Le sostanze neurotossiche alimentano la depressione

Il nesso può spiegare perché è più comune fra le giovani donne

Alcune sostanze neurotossiche sarebbero associate a un maggior rischio di depressione, soprattutto fra le giovani donne. A scoprirlo è un nuovo studio del King’s College di Londra diretto da Valeria Mondelli e pubblicato su Biological Psichiatry.
Nelle giovani che soffrono di depressione si manifesta un’alterazione della via della chinurenina, ovvero una serie di reazioni chimiche volte a metabolizzare l’amminoacido triptofano, presente in molti alimenti.
Una volta scomposto, il triptofano può prendere due strade nel cervello, una che produce sostanze chimiche neuroprotettive che proteggono il cervello e un'altra che produce sostanze chimiche neurotossiche che danneggiano il cervello.
In queste giovani con depressione o ad alto rischio di soffrirne esiste un deficit di acido chinurenico (neuroprotettivo) e un eccesso di acido chinolinico (neurotossico).
"Il nostro studio - spiega l'esperta - indica che la via della chinurenina svolge un ruolo nello sviluppo della depressione durante l'adolescenza, il che potrebbe aiutarci a capire perché l'incidenza è maggiore tra le ragazze. Durante l'adolescenza, vi è un'ampia gamma di fattori sociali e individuali che influenzano la salute mentale e, identificando le vie biologiche coinvolte, speriamo di poter contribuire a costruire un quadro più chiaro su come aiutare gli adolescenti a gestire la depressione".
Lo studio ha valutato i livelli di acidi cinerici e chinolinici in un gruppo di 150 adolescenti di 14-16 anni. I ragazzi appartenevano a tre gruppi: quelli a basso rischio di depressione, quelli ad alto rischio di depressione e quelli a cui era stata diagnosticata la depressione.
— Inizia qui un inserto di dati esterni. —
// blocks/common.rs
//! Common types, traits, and helper functions for SOR block parsing.
//!
//! This module provides:
//! - [`ByteCursor`]: a bounds-checked reader over a block's bytes
//! - [`BlockBuilder`]: an append-only writer producing a block's bytes
//! - [`BlockParse`] / [`BlockWrite`]: traits implemented by every tagged block
//!
//! Every SOR block starts with its ASCII identifier followed by a single NUL
//! byte. All integers are little-endian.

use crate::{Error, Result};
use alloc::string::{String, ToString};
use alloc::vec::Vec;

// ============================================================================
// Validation Helpers
// ============================================================================

/// Validate that a buffer has at least `expected` bytes.
///
/// Returns `Err(TooShortBuffer)` if the buffer is too small.
#[inline]
pub fn validate_buffer_size(bytes: &[u8], expected: usize) -> Result<()> {
    if bytes.len() < expected {
        return Err(Error::TooShortBuffer {
            actual: bytes.len(),
            expected,
            file: file!(),
            line: line!(),
        });
    }
    Ok(())
}

/// Convert a declared element count to `usize`, rejecting negative values.
#[inline]
pub fn checked_count(value: i64, field: &'static str) -> Result<usize> {
    usize::try_from(value).map_err(|_| Error::InvalidCount { field, value })
}

/// Check that a vector's length agrees with the count field written before it.
#[inline]
pub fn validate_count(declared: i64, actual: usize, field: &'static str) -> Result<()> {
    if usize::try_from(declared).ok() != Some(actual) {
        return Err(Error::InvalidCount {
            field,
            value: declared,
        });
    }
    Ok(())
}

// ============================================================================
// Reading
// ============================================================================

/// A forward-only reader over a byte slice.
///
/// Every read checks the remaining length first; a short buffer yields
/// [`Error::TooShortBuffer`] and leaves the cursor where it was.
#[derive(Debug, Clone)]
pub struct ByteCursor<'a> {
    bytes: &'a [u8],
    offset: usize,
}

impl<'a> ByteCursor<'a> {
    /// Create a cursor positioned at the start of `bytes`.
    pub fn new(bytes: &'a [u8]) -> Self {
        Self { bytes, offset: 0 }
    }

    /// Current position relative to the start of the buffer.
    #[inline]
    pub fn offset(&self) -> usize {
        self.offset
    }

    /// Number of bytes not yet consumed.
    #[inline]
    pub fn remaining(&self) -> usize {
        self.bytes.len() - self.offset
    }

    /// Returns true once every byte has been consumed.
    #[inline]
    pub fn is_empty(&self) -> bool {
        self.remaining() == 0
    }

    /// Consume exactly `n` bytes.
    pub fn take(&mut self, n: usize) -> Result<&'a [u8]> {
        let rest = &self.bytes[self.offset..];
        validate_buffer_size(rest, n)?;
        let slice = &rest[..n];
        self.offset += n;
        Ok(slice)
    }

    /// Consume everything left in the buffer.
    pub fn take_rest(&mut self) -> &'a [u8] {
        let rest = &self.bytes[self.offset..];
        self.offset = self.bytes.len();
        rest
    }

    #[inline]
    pub fn read_u16(&mut self) -> Result<u16> {
        let b = self.take(2)?;
        Ok(u16::from_le_bytes([b[0], b[1]]))
    }

    #[inline]
    pub fn read_i16(&mut self) -> Result<i16> {
        let b = self.take(2)?;
        Ok(i16::from_le_bytes([b[0], b[1]]))
    }

    #[inline]
    pub fn read_u32(&mut self) -> Result<u32> {
        let b = self.take(4)?;
        Ok(u32::from_le_bytes([b[0], b[1], b[2], b[3]]))
    }

    #[inline]
    pub fn read_i32(&mut self) -> Result<i32> {
        let b = self.take(4)?;
        Ok(i32::from_le_bytes([b[0], b[1], b[2], b[3]]))
    }

    /// Read a string stored in exactly `n_bytes` bytes.
    ///
    /// The cursor always advances by `n_bytes` on success; NUL bytes inside
    /// the field are kept as characters.
    pub fn read_fixed_str(&mut self, n_bytes: usize) -> Result<String> {
        let start = self.offset;
        let raw = self.take(n_bytes)?;
        match core::str::from_utf8(raw) {
            Ok(s) => Ok(s.to_string()),
            Err(_) => {
                self.offset = start;
                Err(Error::InvalidUtf8 { offset: start })
            }
        }
    }

    /// Read a UTF-8 string terminated by a NUL byte. The terminator is
    /// consumed but not returned.
    pub fn read_nul_str(&mut self) -> Result<String> {
        let start = self.offset;
        let rest = &self.bytes[start..];
        let end = rest
            .iter()
            .position(|&b| b == 0)
            .ok_or(Error::MissingNulTerminator { offset: start })?;
        let s = core::str::from_utf8(&rest[..end])
            .map_err(|_| Error::InvalidUtf8 { offset: start })?;
        self.offset += end + 1;
        Ok(s.to_string())
    }

    /// Consume a literal block tag followed by a single NUL byte.
    pub fn expect_header(&mut self, tag: &str) -> Result<()> {
        let rest = &self.bytes[self.offset..];
        let tag_bytes = tag.as_bytes();
        let wanted = tag_bytes.len() + 1;
        let found = &rest[..rest.len().min(wanted)];
        if found.len() < wanted || &found[..tag_bytes.len()] != tag_bytes || found[wanted - 1] != 0
        {
            return Err(Error::BlockIDError {
                actual: String::from_utf8_lossy(found)
                    .trim_end_matches('\0')
                    .to_string(),
                expected: tag.to_string(),
            });
        }
        self.offset += wanted;
        Ok(())
    }

    /// Capacity to reserve for `count` elements of `width` bytes each,
    /// bounded by what the remaining buffer could possibly hold.
    #[inline]
    pub fn capacity_for(&self, count: usize, width: usize) -> usize {
        count.min(self.remaining() / width.max(1))
    }
}

// ============================================================================
// Writing
// ============================================================================

/// Append-only byte builder used by every block encoder.
#[derive(Debug, Clone, Default)]
pub struct BlockBuilder {
    buffer: Vec<u8>,
}

impl BlockBuilder {
    pub fn new() -> Self {
        Self::default()
    }

    pub fn with_capacity(capacity: usize) -> Self {
        Self {
            buffer: Vec::with_capacity(capacity),
        }
    }

    /// Write a block tag and its NUL terminator.
    pub fn write_header(&mut self, tag: &str) -> Result<()> {
        self.write_nul_str("block header", tag)
    }

    #[inline]
    pub fn write_u16(&mut self, value: u16) {
        self.buffer.extend_from_slice(&value.to_le_bytes());
    }

    #[inline]
    pub fn write_i16(&mut self, value: i16) {
        self.buffer.extend_from_slice(&value.to_le_bytes());
    }

    #[inline]
    pub fn write_u32(&mut self, value: u32) {
        self.buffer.extend_from_slice(&value.to_le_bytes());
    }

    #[inline]
    pub fn write_i32(&mut self, value: i32) {
        self.buffer.extend_from_slice(&value.to_le_bytes());
    }

    /// Write a string followed by a NUL terminator.
    ///
    /// A NUL inside `value` would end the field early on decode, so it is
    /// rejected with [`Error::InteriorNul`].
    pub fn write_nul_str(&mut self, field: &'static str, value: &str) -> Result<()> {
        if let Some(position) = value.bytes().position(|b| b == 0) {
            return Err(Error::InteriorNul { field, position });
        }
        self.buffer.extend_from_slice(value.as_bytes());
        self.buffer.push(0);
        Ok(())
    }

    /// Write a string occupying exactly `width` bytes, one byte per character.
    pub fn write_fixed_str(&mut self, field: &'static str, value: &str, width: usize) -> Result<()> {
        if let Some(character) = value.chars().find(|c| c.len_utf8() != 1) {
            return Err(Error::MultiByteCharacter { field, character });
        }
        if value.len() != width {
            return Err(Error::FixedStringLength {
                field,
                expected: width,
                actual: value.len(),
            });
        }
        self.buffer.extend_from_slice(value.as_bytes());
        Ok(())
    }

    pub fn write_bytes(&mut self, bytes: &[u8]) {
        self.buffer.extend_from_slice(bytes);
    }

    pub fn len(&self) -> usize {
        self.buffer.len()
    }

    pub fn is_empty(&self) -> bool {
        self.buffer.is_empty()
    }

    pub fn as_slice(&self) -> &[u8] {
        &self.buffer
    }

    pub fn into_inner(self) -> Vec<u8> {
        self.buffer
    }
}

// ============================================================================
// Block traits
// ============================================================================

/// A block that begins with a fixed identifier tag and can be decoded from
/// the byte range the Map assigns to it.
pub trait BlockParse: Sized {
    const ID: &'static str;

    fn parse_header(cursor: &mut ByteCursor<'_>) -> Result<()> {
        cursor.expect_header(Self::ID)
    }

    /// Decode the fields following the header.
    fn parse_body(cursor: &mut ByteCursor<'_>) -> Result<Self>;

    fn from_bytes(bytes: &[u8]) -> Result<Self> {
        let mut cursor = ByteCursor::new(bytes);
        Self::parse_header(&mut cursor)?;
        Self::parse_body(&mut cursor)
    }
}

/// The encoding half of [`BlockParse`].
pub trait BlockWrite {
    const ID: &'static str;

    /// Append the fields following the header.
    fn write_body(&self, builder: &mut BlockBuilder) -> Result<()>;

    fn to_bytes(&self) -> Result<Vec<u8>> {
        let mut builder = BlockBuilder::new();
        builder.write_header(Self::ID)?;
        self.write_body(&mut builder)?;
        Ok(builder.into_inner())
    }
}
Il follow up di 3 anni ha valutato la persistenza o il miglioramento dei sintomi depressivi. È emerso che gli adolescenti con un rischio maggiore di depressione o con una diagnosi di depressione avevano livelli più bassi di acido chinurenico, un composto neuroprotettivo.
Una riduzione più evidente fra le donne. Le ragazze sembrano pertanto più vulnerabili agli effetti nocivi di uno squilibrio del percorso della chinurenina durante l’adolescenza, il che spiega il gap di genere a discapito delle donne nei tassi di incidenza della depressione.